Если же вы разговоритесь с человеком, способным увидеть достоинства Дали, то и он среагирует, как правило, не многим лучше. Попробуйте сказать: хотя Дали и блестящий рисовальщик, но он грязный, мелкий негодяй, – и на вас посмотрят как на дикаря. Попробуйте сказать, что вам не нравятся гниющие трупы и что люди, которым гниющие трупы и вправду нравятся, психически больны, – в ответ выскажут предположение, что вам недостает эстетического чутья. Раз в «Манекене, гниющем в такси» удачна композиция (а это несомненно так), скажут вам, эта картина не может быть ни упаднической, ни омерзительной; а Нойес, Элтон и компания примутся утверждать, что, поскольку картина омерзительная, в ней не может быть хорошей композиции. И между двумя этими софизмами середины нет, точнее, срединная позиция имеется, но о ней редко говорят.

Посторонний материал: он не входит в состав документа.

// This Source Code Form is subject to the terms of the Mozilla Public
// License, v. 2.0. If a copy of the MPL was not distributed with this
// file, You can obtain one at https://mozilla.org/MPL/2.0/.

//! Polygon triangulation utilities
//!
//! Wrapper around earcutr for 2D ring triangulation, plus the planar
//! projection and index remapping used to triangulate 3D faces in place.

use crate::error::{Error, Result};
use crate::profile::Ring;
use nalgebra::{Point2, Point3};

/// Epsilon used when a caller passes a negative tolerance
pub const DEFAULT_EPSILON: f64 = 1e-12;

/// Signed area of a ring (shoelace formula); positive when
/// counter-clockwise
fn ring_signed_area(ring: &[Point2<f64>]) -> f64 {
    let n = ring.len();
    let mut doubled = 0.0;
    for i in 0..n {
        let p = &ring[i];
        let q = &ring[(i + 1) % n];
        doubled += p.x * q.y - q.x * p.y;
    }
    doubled / 2.0
}

/// Triangulate a ring group (one outer ring plus optional hole rings)
///
/// Rings whose absolute signed area is at or below the tolerance are
/// rejected as degenerate before reaching the primitive; a negative
/// tolerance selects [`DEFAULT_EPSILON`]. Returned triangles are local
/// indices into the flattened ring ordering (outer first, then holes) —
/// triangulation never invents vertices, only regroups existing ones.
pub fn triangulate_rings(rings: &[Ring], tolerance: f64) -> Result<Vec<[u32; 3]>> {
    let epsilon = if tolerance < 0.0 {
        DEFAULT_EPSILON
    } else {
        tolerance
    };

    if rings.is_empty() {
        return Err(Error::triangulation("No rings to triangulate"));
    }
    for (i, ring) in rings.iter().enumerate() {
        if ring.len() < 3 {
            return Err(Error::ring(format!(
                "Ring {} has {} vertices, need at least 3",
                i,
                ring.len()
            )));
        }
        if ring_signed_area(ring).abs() <= epsilon {
            return Err(Error::ring(format!("Ring {} is degenerate (zero area)", i)));
        }
    }

    // Flatten rings for earcutr; rings after the first are holes
    let total: usize = rings.iter().map(|r| r.len()).sum();
    let mut vertices = Vec::with_capacity(total * 2);
    let mut hole_indices = Vec::with_capacity(rings.len().saturating_sub(1));

    for (i, ring) in rings.iter().enumerate() {
        if i > 0 {
            hole_indices.push(vertices.len() / 2);
        }
        for p in ring {
            vertices.push(p.x);
            vertices.push(p.y);
        }
    }

    let indices = earcutr::earcut(&vertices, &hole_indices, 2)
        .map_err(|e| Error::triangulation(format!("{:?}", e)))?;

    Ok(indices
        .chunks_exact(3)
        .map(|chunk| [chunk[0] as u32, chunk[1] as u32, chunk[2] as u32])
        .collect())
}

/// Project a planar 3D face into its own 2D plane
///
/// The basis comes from the face's first three vertices:
/// `right = normalize(v1 - v0)`, `normal = normalize(right × (v2 - v0))`,
/// `up = right × normal`. The first three vertices must not be collinear.
pub fn project_face(vertices: &[Point3<f64>], face: &[u32]) -> Result<Vec<Point2<f64>>> {
    if face.len() < 3 {
        return Err(Error::face(format!(
            "Face has {} vertices, need at least 3",
            face.len()
        )));
    }

    let v0 = face_vertex(vertices, face[0])?;
    let v1 = face_vertex(vertices, face[1])?;
    let v2 = face_vertex(vertices, face[2])?;

    let right = v1 - v0;
    let normal = right.cross(&(v2 - v0));
    if right.norm() <= DEFAULT_EPSILON || normal.norm() <= DEFAULT_EPSILON {
        return Err(Error::face(
            "First three face vertices are collinear, cannot build projection plane",
        ));
    }
    let right = right.normalize();
    let normal = normal.normalize();
    let up = right.cross(&normal);

    let mut projected = Vec::with_capacity(face.len());
    for &index in face {
        let local = face_vertex(vertices, index)? - v0;
        projected.push(Point2::new(local.dot(&right), local.dot(&up)));
    }

    Ok(projected)
}

/// Triangulate one 3D face and remap the result to the face's own
/// vertex indices
///
/// A 3-vertex face is returned unchanged, preserving the supplied
/// winding. Larger faces are projected into their plane, handed to the
/// triangulation primitive, and every local index `t` of the output is
/// replaced by `face[t]` — the emitted triangles reference only indices
/// the face already referenced.
pub fn triangulate_face(
    vertices: &[Point3<f64>],
    face: &[u32],
    tolerance: f64,
) -> Result<Vec<[u32; 3]>> {
    if face.len() < 3 {
        return Err(Error::face(format!(
            "Face has {} vertices, need at least 3",
            face.len()
        )));
    }

    // Triangles pass through untouched
    if face.len() == 3 {
        return Ok(vec![[face[0], face[1], face[2]]]);
    }

    let projected = project_face(vertices, face)?;
    let triangles = triangulate_rings(&[projected], tolerance)?;

    Ok(triangles
        .iter()
        .map(|tri| [
            face[tri[0] as usize],
            face[tri[1] as usize],
            face[tri[2] as usize],
        ])
        .collect())
}

fn face_vertex(vertices: &[Point3<f64>], index: u32) -> Result<Point3<f64>> {
    vertices
        .get(index as usize)
        .copied()
        .ok_or_else(|| {
            Error::face(format!(
                "Face references vertex {} but only {} vertices exist",
                index,
                vertices.len()
            ))
        })
}
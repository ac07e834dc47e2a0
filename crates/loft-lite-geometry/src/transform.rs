// This Source Code Form is subject to the terms of the Mozilla Public
// License, v. 2.0. If a copy of the MPL was not distributed with this
// file, You can obtain one at https://mozilla.org/MPL/2.0/.

//! Section placement in world space

use nalgebra::{Isometry3, Point2, Point3};

/// Lift a 2D section point to z = 0 and apply a rigid placement
pub fn apply_transform(transform: &Isometry3<f64>, point: &Point2<f64>) -> Point3<f64> {
    transform.transform_point(&Point3::new(point.x, point.y, 0.0))
}

/// Transform every vertex of a ring into world space
pub fn transform_ring(transform: &Isometry3<f64>, ring: &[Point2<f64>]) -> Vec<Point3<f64>> {
    ring.iter().map(|p| apply_transform(transform, p)).collect()
}
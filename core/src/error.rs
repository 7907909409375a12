// SPDX-FileCopyrightText: 2025-2026 Zexin Yuan <aim@yzx9.xyz>
//
// SPDX-License-Identifier: Apache-2.0

/// Errors raised by timeframe construction, algebra and parsing.
#[non_exhaustive]
#[derive(Debug, Clone, thiserror::Error)]
pub enum Error {
    /// The bounds do not describe a valid range for the requested operation,
    /// e.g. the start is after the end, or the timeframe straddles a year
    /// boundary where a single year is required.
    #[error("Invalid range: {0}")]
    InvalidRange(String),

    /// The input has a shape that cannot be turned into a timeframe.
    #[error("Invalid argument: {0}")]
    InvalidArgument(String),

    /// The input looked like an interval but could not be parsed.
    #[error("Parse error: {0}")]
    Parse(String),

    /// Calendar arithmetic left the supported date range.
    #[error("Calendar arithmetic failed: {0}")]
    Calendar(#[from] jiff::Error),
}

/// Result type with [`Error`] as the default error.
pub type Result<T, E = Error> = std::result::Result<T, E>;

На одном полюсе – кулътурбольшевизм, на другом (хотя само выражение и вышло из моды) – «искусство для искусства». Непристойность – очень сложная тема для честного обсуждения. Люди чересчур страшатся либо показаться шокированными, либо показаться нешокированными, чтобы быть способными определять соотношение между искусством и моралью.
И мы увидим, что защитники Дали требуют для себя чего-то вроде привилегии духовных пастырей. Художник должен быть свободен от нравственных норм, которые связывают простых людей. Стоит произнести волшебное слово «искусство» – и все в порядке. Гниющие трупы с ползающими по ним улитками – нормально; пинать головку маленькой девочки – нормально; даже фильм типа «L’Age d’Or» – нормально.[27]27
Дали упоминает «L’Age d’Or», сообщая, что первый публичный просмотр был сорван хулиганами, но подробно о фильме не рассказывает. По воспоминаниям Генри Миллера, в фильме среди прочего есть довольно подробные кадры испражняющейся женщины.
[Закрыть] Нормально и то, что Дали годами нагуливает жир за счет Франции, а потом, как крыса, трусливо бежит, едва над Францией нависла опасность. Коль скоро вы умеете писать маслом достаточно хорошо, чтобы выдержать тест, все вам будет прощено.